## [Required action]
Your answer should consist of each line from the data below that contains "Config".

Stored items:
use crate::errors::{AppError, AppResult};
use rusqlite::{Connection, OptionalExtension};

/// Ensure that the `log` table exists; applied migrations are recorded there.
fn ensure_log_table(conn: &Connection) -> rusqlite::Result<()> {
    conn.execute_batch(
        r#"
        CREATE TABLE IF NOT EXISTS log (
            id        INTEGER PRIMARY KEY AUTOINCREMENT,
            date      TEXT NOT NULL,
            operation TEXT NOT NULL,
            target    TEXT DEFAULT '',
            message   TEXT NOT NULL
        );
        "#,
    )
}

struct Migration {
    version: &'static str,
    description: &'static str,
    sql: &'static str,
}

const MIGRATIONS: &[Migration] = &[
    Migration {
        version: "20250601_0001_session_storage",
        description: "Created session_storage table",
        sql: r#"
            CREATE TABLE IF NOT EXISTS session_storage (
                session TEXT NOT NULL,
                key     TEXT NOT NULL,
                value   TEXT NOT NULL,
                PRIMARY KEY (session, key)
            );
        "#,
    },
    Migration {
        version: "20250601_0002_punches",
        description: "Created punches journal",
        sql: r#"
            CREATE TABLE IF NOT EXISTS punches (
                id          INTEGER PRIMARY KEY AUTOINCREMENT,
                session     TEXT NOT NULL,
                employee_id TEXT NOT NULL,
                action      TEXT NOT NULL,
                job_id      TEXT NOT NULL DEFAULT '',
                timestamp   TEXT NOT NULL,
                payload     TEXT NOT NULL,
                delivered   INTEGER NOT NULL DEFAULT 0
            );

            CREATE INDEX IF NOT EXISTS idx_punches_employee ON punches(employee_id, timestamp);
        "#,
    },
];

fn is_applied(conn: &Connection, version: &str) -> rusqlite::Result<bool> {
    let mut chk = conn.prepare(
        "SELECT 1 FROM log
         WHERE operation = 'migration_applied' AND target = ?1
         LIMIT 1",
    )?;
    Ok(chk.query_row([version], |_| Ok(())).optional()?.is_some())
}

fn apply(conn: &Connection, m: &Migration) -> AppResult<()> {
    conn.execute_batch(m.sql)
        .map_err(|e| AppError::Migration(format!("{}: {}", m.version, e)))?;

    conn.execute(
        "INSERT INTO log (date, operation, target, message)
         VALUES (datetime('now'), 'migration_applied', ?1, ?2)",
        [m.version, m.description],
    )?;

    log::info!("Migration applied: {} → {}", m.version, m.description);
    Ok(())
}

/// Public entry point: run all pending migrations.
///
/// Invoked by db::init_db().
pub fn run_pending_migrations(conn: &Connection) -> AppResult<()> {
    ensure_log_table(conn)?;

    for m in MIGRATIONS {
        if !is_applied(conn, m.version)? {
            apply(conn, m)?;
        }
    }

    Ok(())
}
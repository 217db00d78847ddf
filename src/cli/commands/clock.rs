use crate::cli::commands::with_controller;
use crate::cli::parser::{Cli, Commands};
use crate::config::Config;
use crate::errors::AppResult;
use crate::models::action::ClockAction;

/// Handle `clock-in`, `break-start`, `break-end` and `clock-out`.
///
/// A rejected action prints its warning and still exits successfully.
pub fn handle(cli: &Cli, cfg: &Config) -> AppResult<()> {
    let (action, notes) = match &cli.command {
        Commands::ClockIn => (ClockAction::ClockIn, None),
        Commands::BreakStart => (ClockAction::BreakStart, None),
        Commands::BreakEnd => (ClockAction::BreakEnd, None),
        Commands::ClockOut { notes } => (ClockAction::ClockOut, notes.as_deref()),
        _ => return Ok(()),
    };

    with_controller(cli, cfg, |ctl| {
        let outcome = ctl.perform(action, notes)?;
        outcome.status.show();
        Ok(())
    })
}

## [Expected output]
use crate::config::Config;
pub fn handle(cli: &Cli, cfg: &Config) -> AppResult<()> {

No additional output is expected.